On 4 February, PQN (Perinatal Quality Network) hosted a virtual special interest event on the topic of Diverse Motherhood.
Over 180 delegates attended, keen to expand their knowledge on improving diversity and inclusion in perinatal mental health services. The day was opened by Mary Ofori, Team Manager at Kensington, Chelsea and Westminster Perinatal Mental Health Team and PQN Advisory Group member, who set the tone and asked attendees to take a thoughtful, reflective approach with what they learned during the day. The PQN team facilitated the sessions and encouraged member services to mutually exchange their thoughts, ideas and questions at the end of each insightful presentation.
The first two sessions shared findings from recent studies, providing empirical evidence for the differences in access rates for ethnic minority patients in perinatal services, and exploring links between different types of stigma that may contribute to this.

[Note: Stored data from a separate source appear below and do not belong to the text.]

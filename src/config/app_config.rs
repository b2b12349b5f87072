use std::time::Duration;

use serde::Deserialize;

use crate::domain::rate_limit::RateLimitConfig;
use crate::domain::DomainError;
use crate::infrastructure::observability::MetricsConfig;

/// Application configuration
#[derive(Debug, Clone, Default, Deserialize)]
pub struct AppConfig {
    #[serde(default)]
    pub server: ServerConfig,
    #[serde(default)]
    pub logging: LoggingConfig,
    #[serde(default)]
    pub upstream: UpstreamConfig,
    #[serde(default)]
    pub embedding: EmbeddingConfig,
    #[serde(default)]
    pub store: StoreSettings,
    #[serde(default)]
    pub cache: CacheConfig,
    #[serde(default)]
    pub rate_limit: RateLimitConfig,
    #[serde(default)]
    pub write_back: WriteBackSettings,
    #[serde(default)]
    pub metrics: MetricsConfig,
}

#[derive(Debug, Clone, Deserialize)]
pub struct ServerConfig {
    #[serde(default = "default_host")]
    pub host: String,
    #[serde(default = "default_port")]
    pub port: u16,
}

#[derive(Debug, Clone, Deserialize)]
pub struct LoggingConfig {
    #[serde(default = "default_log_level")]
    pub level: String,
    #[serde(default)]
    pub format: LogFormat,
}

#[derive(Debug, Clone, Deserialize, Default)]
#[serde(rename_all = "lowercase")]
pub enum LogFormat {
    #[default]
    Pretty,
    Json,
}

/// The LLM API every request is forwarded to
#[derive(Debug, Clone, Deserialize)]
pub struct UpstreamConfig {
    /// Base URL of the upstream API; required
    #[serde(default)]
    pub target_url: Option<String>,
    /// Replaces whatever credential the client sent
    #[serde(default)]
    pub api_key: String,
    #[serde(default = "default_max_retries")]
    pub max_retries: u32,
    #[serde(default = "default_backoff_base_ms")]
    pub backoff_base_ms: u64,
    #[serde(default = "default_upstream_timeout_secs")]
    pub timeout_secs: u64,
}

#[derive(Debug, Clone, Deserialize)]
pub struct EmbeddingConfig {
    #[serde(default = "default_embedding_url")]
    pub url: String,
    #[serde(default)]
    pub api_key: String,
    #[serde(default = "default_embedding_model")]
    pub model: String,
    #[serde(default = "default_embedding_timeout_secs")]
    pub timeout_secs: u64,
}

#[derive(Debug, Clone, Deserialize)]
pub struct StoreSettings {
    /// `redis` or `in_memory`
    #[serde(default = "default_store_backend")]
    pub backend: String,
    #[serde(default = "default_redis_url")]
    pub redis_url: Option<String>,
    /// Wipe the store before serving
    #[serde(default)]
    pub flush_on_start: bool,
    /// Key bound for the in-memory backend
    #[serde(default = "default_store_max_entries")]
    pub max_entries: u64,
}

#[derive(Debug, Clone, Deserialize)]
pub struct CacheConfig {
    #[serde(default = "default_true")]
    pub enabled: bool,
    #[serde(default = "default_exact_ttl_secs")]
    pub exact_ttl_secs: u64,
    #[serde(default = "default_similarity_threshold")]
    pub similarity_threshold: f32,
    /// Vector records never expire when unset
    #[serde(default)]
    pub vector_ttl_secs: Option<u64>,
    #[serde(default = "default_shortlist_capacity")]
    pub shortlist_capacity: u64,
    #[serde(default = "default_shortlist_ttl_secs")]
    pub shortlist_ttl_secs: u64,
}

#[derive(Debug, Clone, Deserialize)]
pub struct WriteBackSettings {
    #[serde(default = "default_workers")]
    pub workers: usize,
    #[serde(default = "default_queue_capacity")]
    pub queue_capacity: usize,
    #[serde(default = "default_drain_timeout_secs")]
    pub drain_timeout_secs: u64,
}

fn default_true() -> bool {
    true
}

fn default_host() -> String {
    "0.0.0.0".to_string()
}

fn default_port() -> u16 {
    8080
}

fn default_log_level() -> String {
    "info".to_string()
}

fn default_max_retries() -> u32 {
    3
}

fn default_backoff_base_ms() -> u64 {
    100
}

fn default_upstream_timeout_secs() -> u64 {
    120
}

fn default_embedding_url() -> String {
    "https://api.openai.com/v1/embeddings".to_string()
}

fn default_embedding_model() -> String {
    "text-embedding-3-small".to_string()
}

fn default_embedding_timeout_secs() -> u64 {
    15
}

fn default_store_backend() -> String {
    "redis".to_string()
}

fn default_redis_url() -> Option<String> {
    Some("redis://127.0.0.1:6379".to_string())
}

fn default_store_max_entries() -> u64 {
    100_000
}

fn default_exact_ttl_secs() -> u64 {
    24 * 60 * 60
}

fn default_similarity_threshold() -> f32 {
    0.8
}

fn default_shortlist_capacity() -> u64 {
    10_000
}

fn default_shortlist_ttl_secs() -> u64 {
    300
}

fn default_workers() -> usize {
    4
}

fn default_queue_capacity() -> usize {
    1024
}

fn default_drain_timeout_secs() -> u64 {
    10
}

impl Default for ServerConfig {
    fn default() -> Self {
        Self {
            host: default_host(),
            port: default_port(),
        }
    }
}

impl Default for LoggingConfig {
    fn default() -> Self {
        Self {
            level: default_log_level(),
            format: LogFormat::default(),
        }
    }
}

impl Default for UpstreamConfig {
    fn default() -> Self {
        Self {
            target_url: None,
            api_key: String::new(),
            max_retries: default_max_retries(),
            backoff_base_ms: default_backoff_base_ms(),
            timeout_secs: default_upstream_timeout_secs(),
        }
    }
}

impl UpstreamConfig {
    pub fn backoff_base(&self) -> Duration {
        Duration::from_millis(self.backoff_base_ms)
    }

    pub fn timeout(&self) -> Duration {
        Duration::from_secs(self.timeout_secs.max(1))
    }
}

impl Default for EmbeddingConfig {
    fn default() -> Self {
        Self {
            url: default_embedding_url(),
            api_key: String::new(),
            model: default_embedding_model(),
            timeout_secs: default_embedding_timeout_secs(),
        }
    }
}

impl EmbeddingConfig {
    pub fn timeout(&self) -> Duration {
        Duration::from_secs(self.timeout_secs.max(1))
    }
}

impl Default for StoreSettings {
    fn default() -> Self {
        Self {
            backend: default_store_backend(),
            redis_url: default_redis_url(),
            flush_on_start: false,
            max_entries: default_store_max_entries(),
        }
    }
}

impl Default for CacheConfig {
    fn default() -> Self {
        Self {
            enabled: true,
            exact_ttl_secs: default_exact_ttl_secs(),
            similarity_threshold: default_similarity_threshold(),
            vector_ttl_secs: None,
            shortlist_capacity: default_shortlist_capacity(),
            shortlist_ttl_secs: default_shortlist_ttl_secs(),
        }
    }
}

impl Default for WriteBackSettings {
    fn default() -> Self {
        Self {
            workers: default_workers(),
            queue_capacity: default_queue_capacity(),
            drain_timeout_secs: default_drain_timeout_secs(),
        }
    }
}

impl AppConfig {
    pub fn load() -> Result<Self, config::ConfigError> {
        let config = config::Config::builder()
            .add_source(config::File::with_name("config/default").required(false))
            .add_source(config::File::with_name("config/local").required(false))
            .add_source(
                config::Environment::with_prefix("APP")
                    .separator("__")
                    .try_parsing(true),
            )
            .build()?;

        config.try_deserialize()
    }

    /// Reject configurations the gateway cannot start with
    pub fn validate(&self) -> Result<(), DomainError> {
        let target = self
            .upstream
            .target_url
            .as_deref()
            .map(str::trim)
            .filter(|url| !url.is_empty())
            .ok_or_else(|| DomainError::configuration("upstream.target_url is required"))?;

        let parsed: axum::http::Uri = target.parse().map_err(|e| {
            DomainError::configuration(format!("upstream.target_url is invalid: {}", e))
        })?;

        if !matches!(parsed.scheme_str(), Some("http") | Some("https")) || parsed.host().is_none() {
            return Err(DomainError::configuration(format!(
                "upstream.target_url must be an absolute http(s) URL: {}",
                target
            )));
        }

        if !(-1.0..=1.0).contains(&self.cache.similarity_threshold) {
            return Err(DomainError::configuration(format!(
                "cache.similarity_threshold must be within [-1, 1], got {}",
                self.cache.similarity_threshold
            )));
        }

        if self.rate_limit.enabled && self.rate_limit.limit == 0 {
            return Err(DomainError::configuration(
                "rate_limit.limit must be greater than zero",
            ));
        }

        Ok(())
    }
}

A PQN patient representative then led a brilliant session around caring for a mother with Autism in perinatal services. The session was engagingly formatted as a conversation between the patient, the various professionals she previously worked with, and what they learnt from working with an Autistic mother.

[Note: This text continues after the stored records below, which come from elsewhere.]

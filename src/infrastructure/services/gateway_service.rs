//! Gateway orchestration service
//!
//! Drives one proxied request through the pipeline: prompt extraction,
//! two-tier cache lookup, upstream forwarding with retries, and handing
//! cacheable responses to the write-back queue.

use std::sync::Arc;

use axum::http::{header, HeaderMap, HeaderValue, Method, StatusCode, Uri};
use bytes::Bytes;
use tracing::{debug, info, warn};

use crate::domain::cache::{CacheLookup, ResponseCache};
use crate::domain::gateway::{
    extract_prompt, CacheStatus, RequestContext, CACHE_HIT_HEADER, CACHE_TIER_HEADER,
};
use crate::domain::DomainError;
use crate::infrastructure::upstream::{strip_hop_by_hop, RequestDirector, RetryingTransport};
use crate::infrastructure::write_back::{WriteBackJob, WriteBackQueue};

/// A fully buffered inbound request
#[derive(Debug, Clone)]
pub struct InboundRequest {
    pub request_id: String,
    pub method: Method,
    pub uri: Uri,
    pub headers: HeaderMap,
    pub body: Bytes,
    /// Normalized client address, forwarded as `X-Forwarded-For`
    pub client_ip: Option<String>,
}

/// The response the gateway sends back to the client
#[derive(Debug, Clone)]
pub struct GatewayResponse {
    pub status: StatusCode,
    pub headers: HeaderMap,
    pub body: Bytes,
    pub cache_status: CacheStatus,
}

/// Orchestrates cache, upstream and write-back for each request
#[derive(Debug)]
pub struct GatewayService {
    cache: Arc<dyn ResponseCache>,
    transport: RetryingTransport,
    director: RequestDirector,
    write_back: Arc<WriteBackQueue>,
}

impl GatewayService {
    pub fn new(
        cache: Arc<dyn ResponseCache>,
        transport: RetryingTransport,
        director: RequestDirector,
        write_back: Arc<WriteBackQueue>,
    ) -> Self {
        Self {
            cache,
            transport,
            director,
            write_back,
        }
    }

    pub fn write_back(&self) -> &Arc<WriteBackQueue> {
        &self.write_back
    }

    /// Serve one request from the cache or the upstream
    ///
    /// Only transport failures that survive every retry are errors; any
    /// upstream status is passed through.
    pub async fn handle(&self, request: InboundRequest) -> Result<GatewayResponse, DomainError> {
        let mut ctx = RequestContext::new(
            request.request_id.clone(),
            request.method.clone(),
            request.uri.path(),
        )
        .with_client(request.client_ip.clone());

        if ctx.is_cache_eligible() {
            ctx = ctx.with_prompt(extract_prompt(&request.body));

            if ctx.prompt.is_none() {
                debug!(request_id = %ctx.request_id, "No prompt in request body, bypassing cache");
            }
        }

        if let Some(prompt) = ctx.prompt.as_deref() {
            match self.cache.get_response(prompt).await {
                CacheLookup::Hit { response, tier } => {
                    info!(
                        request_id = %ctx.request_id,
                        path = %ctx.path,
                        tier = %tier,
                        "Serving response from cache"
                    );
                    return Ok(cached_response(response, CacheStatus::Hit(tier)));
                }
                CacheLookup::Miss => ctx.cache_status = CacheStatus::Miss,
            }
        }

        let upstream_request = self.director.direct(
            request.method,
            &request.uri,
            request.headers,
            request.body,
            request.client_ip.as_deref(),
        )?;

        debug!(
            request_id = %ctx.request_id,
            method = %ctx.method,
            path = %ctx.path,
            client = ctx.client_id.as_deref().unwrap_or("-"),
            target = self.director.target_host(),
            "Forwarding request upstream"
        );

        let upstream = self.transport.forward(&upstream_request).await.map_err(|e| {
            warn!(request_id = %ctx.request_id, error = %e, "Upstream request failed");
            e
        })?;

        if let Some(prompt) = ctx.prompt.take() {
            if upstream.is_cacheable() {
                self.schedule_write_back(&ctx, prompt, &upstream.body).await;
            }
        }

        let mut headers = upstream.headers;
        strip_hop_by_hop(&mut headers);
        headers.remove(header::CONTENT_LENGTH);
        headers.insert(
            CACHE_HIT_HEADER,
            HeaderValue::from_static(ctx.cache_status.marker()),
        );

        Ok(GatewayResponse {
            status: upstream.status,
            headers,
            body: upstream.body,
            cache_status: ctx.cache_status,
        })
    }

    async fn schedule_write_back(&self, ctx: &RequestContext, prompt: String, body: &Bytes) {
        let Ok(response) = std::str::from_utf8(body) else {
            warn!(request_id = %ctx.request_id, "Upstream body is not UTF-8, skipping cache write");
            return;
        };

        if self
            .write_back
            .enqueue(WriteBackJob::new(prompt, response))
            .await
        {
            debug!(request_id = %ctx.request_id, "Response handed to cache write-back");
        }
    }
}

fn cached_response(body: String, cache_status: CacheStatus) -> GatewayResponse {
    let mut headers = HeaderMap::new();
    headers.insert(header::CONTENT_TYPE, HeaderValue::from_static("application/json"));
    headers.insert(CACHE_HIT_HEADER, HeaderValue::from_static(cache_status.marker()));

    if let CacheStatus::Hit(tier) = cache_status {
        if let Ok(value) = HeaderValue::from_str(&tier.to_string()) {
            headers.insert(CACHE_TIER_HEADER, value);
        }
    }

    GatewayResponse {
        status: StatusCode::OK,
        headers,
        body: Bytes::from(body),
        cache_status,
    }
}
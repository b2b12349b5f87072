//! Embedding provider implementations

mod http_client;
mod openai;

pub use http_client::{HttpClient, HttpClientTrait};
pub use openai::OpenAiEmbeddingProvider;

#[cfg(test)]
pub use http_client::mock::MockHttpClient;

This was followed by a moving session on wellbeing in culturally diverse communities, led by a Clinical Engagement, Access and Inclusion Coordinator and Consultant Psychiatrist from the Leeds Perinatal Mental Health Service. The speakers discussed groups they run at the service which offer peer support and provide a space to empower patients from various cultural backgrounds who do not feel they fit in with perinatal services or that their communities understand them.
After lunch, we had a session on ‘Supporting LGBT Pathways’ from the founder of the Charity ‘The LGBT Mummies Tribe’, who educated the audience on the impact of words used in clinical practice and how isolating it can be for a member of the LGBTQ community when they are othered in several areas in society, including in the healthcare system.

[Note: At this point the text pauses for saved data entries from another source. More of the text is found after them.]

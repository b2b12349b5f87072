//! Two-tier response cache
//!
//! Lookup order is cheapest first: an exact digest match in the store, then
//! an embedding of the prompt scored against the vector tier.

use std::sync::Arc;
use std::time::Duration;

use async_trait::async_trait;
use tracing::{debug, info, warn};

use crate::domain::cache::{
    normalize_prompt, CacheKey, CacheLookup, CachePopulation, CacheTier, ExactCacheEntry,
    ResponseCache, EXACT_KEY_PREFIX,
};
use crate::domain::embedding::EmbeddingProvider;
use crate::domain::store::KeyValueStore;
use crate::domain::vector::{VectorRecord, VectorStore};
use crate::infrastructure::observability::{record_cache_degraded, record_cache_lookup};

/// Configuration for the cache manager
#[derive(Debug, Clone)]
pub struct CacheManagerConfig {
    /// When disabled every lookup is a miss and nothing is written
    pub enabled: bool,
    /// Lifetime of exact-tier entries
    pub exact_ttl: Duration,
    /// Minimum cosine similarity for a vector-tier hit
    pub similarity_threshold: f32,
}

impl Default for CacheManagerConfig {
    fn default() -> Self {
        Self {
            enabled: true,
            exact_ttl: Duration::from_secs(24 * 60 * 60),
            similarity_threshold: 0.8,
        }
    }
}

impl CacheManagerConfig {
    pub fn with_enabled(mut self, enabled: bool) -> Self {
        self.enabled = enabled;
        self
    }

    pub fn with_exact_ttl(mut self, ttl: Duration) -> Self {
        self.exact_ttl = ttl;
        self
    }

    pub fn with_similarity_threshold(mut self, threshold: f32) -> Self {
        self.similarity_threshold = threshold.clamp(-1.0, 1.0);
        self
    }
}

/// Cache manager over the shared store, a vector store and an embedding provider
#[derive(Debug)]
pub struct CacheManager {
    store: Arc<dyn KeyValueStore>,
    vectors: Arc<dyn VectorStore>,
    embeddings: Arc<dyn EmbeddingProvider>,
    config: CacheManagerConfig,
}

impl CacheManager {
    pub fn new(
        store: Arc<dyn KeyValueStore>,
        vectors: Arc<dyn VectorStore>,
        embeddings: Arc<dyn EmbeddingProvider>,
        config: CacheManagerConfig,
    ) -> Self {
        Self {
            store,
            vectors,
            embeddings,
            config,
        }
    }

    pub fn config(&self) -> &CacheManagerConfig {
        &self.config
    }

    async fn lookup_exact(&self, key: &CacheKey) -> Option<String> {
        let store_key = key.namespaced(EXACT_KEY_PREFIX);

        match self.store.get(&store_key).await {
            Ok(found) => found,
            Err(e) => {
                warn!(key = %store_key, error = %e, "Exact cache lookup failed, treating as miss");
                record_cache_degraded("store");
                None
            }
        }
    }

    async fn embed(&self, prompt: &str) -> Option<Vec<f32>> {
        match self.embeddings.embed(prompt).await {
            Ok(vector) if !vector.is_empty() => Some(vector),
            Ok(_) => {
                warn!(provider = self.embeddings.provider_name(), "Embedding came back empty");
                record_cache_degraded("embedding");
                None
            }
            Err(e) => {
                warn!(
                    provider = self.embeddings.provider_name(),
                    error = %e,
                    "Embedding failed, skipping vector tier"
                );
                record_cache_degraded("embedding");
                None
            }
        }
    }

    async fn lookup_vector(&self, prompt: &str) -> Option<String> {
        let query = self.embed(prompt).await?;

        match self
            .vectors
            .search(&query, self.config.similarity_threshold)
            .await
        {
            Ok(outcome) if outcome.found => {
                debug!(similarity = outcome.similarity, "Vector tier match");
                Some(outcome.response)
            }
            Ok(outcome) => {
                debug!(
                    best_similarity = outcome.similarity,
                    threshold = self.config.similarity_threshold,
                    "No vector record cleared the threshold"
                );
                None
            }
            Err(e) => {
                warn!(error = %e, "Vector search failed, treating as miss");
                record_cache_degraded("store");
                None
            }
        }
    }

    async fn write_exact(&self, key: &CacheKey, response: &str) -> bool {
        let entry = ExactCacheEntry::new(key.clone(), response, self.config.exact_ttl);

        match self
            .store
            .set_ex(&entry.store_key(), entry.response(), entry.ttl())
            .await
        {
            Ok(()) => true,
            Err(e) => {
                warn!(key = %entry.store_key(), error = %e, "Failed to write exact cache entry");
                false
            }
        }
    }

    async fn write_vector(&self, prompt: &str, response: &str) -> bool {
        let Some(vector) = self.embed(prompt).await else {
            return false;
        };

        match self.vectors.add(VectorRecord::new(prompt, response, vector)).await {
            Ok(()) => true,
            Err(e) => {
                warn!(error = %e, "Failed to write vector record");
                false
            }
        }
    }
}

#[async_trait]
impl ResponseCache for CacheManager {
    async fn get_response(&self, prompt: &str) -> CacheLookup {
        if !self.config.enabled {
            return CacheLookup::Miss;
        }

        let prompt = normalize_prompt(prompt);
        let key = CacheKey::from_prompt(prompt);

        let lookup = if let Some(response) = self.lookup_exact(&key).await {
            CacheLookup::Hit {
                response,
                tier: CacheTier::Exact,
            }
        } else if let Some(response) = self.lookup_vector(prompt).await {
            CacheLookup::Hit {
                response,
                tier: CacheTier::Vector,
            }
        } else {
            CacheLookup::Miss
        };

        record_cache_lookup(lookup.tier());

        if let Some(tier) = lookup.tier() {
            info!(key = %key, tier = %tier, "Cache hit");
        }

        lookup
    }

    async fn set_response(&self, prompt: &str, response: &str) -> CachePopulation {
        if !self.config.enabled {
            return CachePopulation::default();
        }

        let prompt = normalize_prompt(prompt);
        let key = CacheKey::from_prompt(prompt);

        // Each tier is written on its own; one failing never blocks the other
        let exact_written = self.write_exact(&key, response).await;
        let vector_written = self.write_vector(prompt, response).await;

        debug!(key = %key, exact_written, vector_written, "Cache populated");

        CachePopulation {
            exact_written,
            vector_written,
        }
    }
}
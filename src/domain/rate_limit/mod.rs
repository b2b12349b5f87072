//! Rate limiting domain - fixed-window admission control

mod config;
mod decision;

pub use self::config::{FailureMode, RateLimitConfig};
pub use decision::{DenyReason, RateLimitCounter, RateLimitDecision, LIMIT_KEY_PREFIX};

Our last speaker discussed the cultural understanding of mental health in the Black community as well as how harmful the stereotypes of the ‘strong Black Woman’ can be.
At the end of the day there were breakout rooms to give attendees the space to discuss and digest the information they had learned, and to inspire one another with the work they could implement in their services moving forward. Mary Ofori closed the event with an insightful reflection on the common thread throughout the day – it was uplifting and positive to see how curious and open to new ideas our attendees were. There were floods of praise for speakers, reflecting the impact that the sessions had and how enlightened people were.
Following the event, we received extremely positive and heartfelt feedback from attendees via the feedback form, social media and emails. In particular, attendees said they appreciated that through the this event, they learnt real practical tips for changes they could make to improve diversity and inclusion, rather than just the barriers being highlighted or ending the conversation at saying some groups are simply ‘hard to reach’.
The network continues to grow and learn new ways to improve practice and it was a privilege to be able to hold an event which for many, can inspire real change and improvements in delivering sensitive and individualised patient care.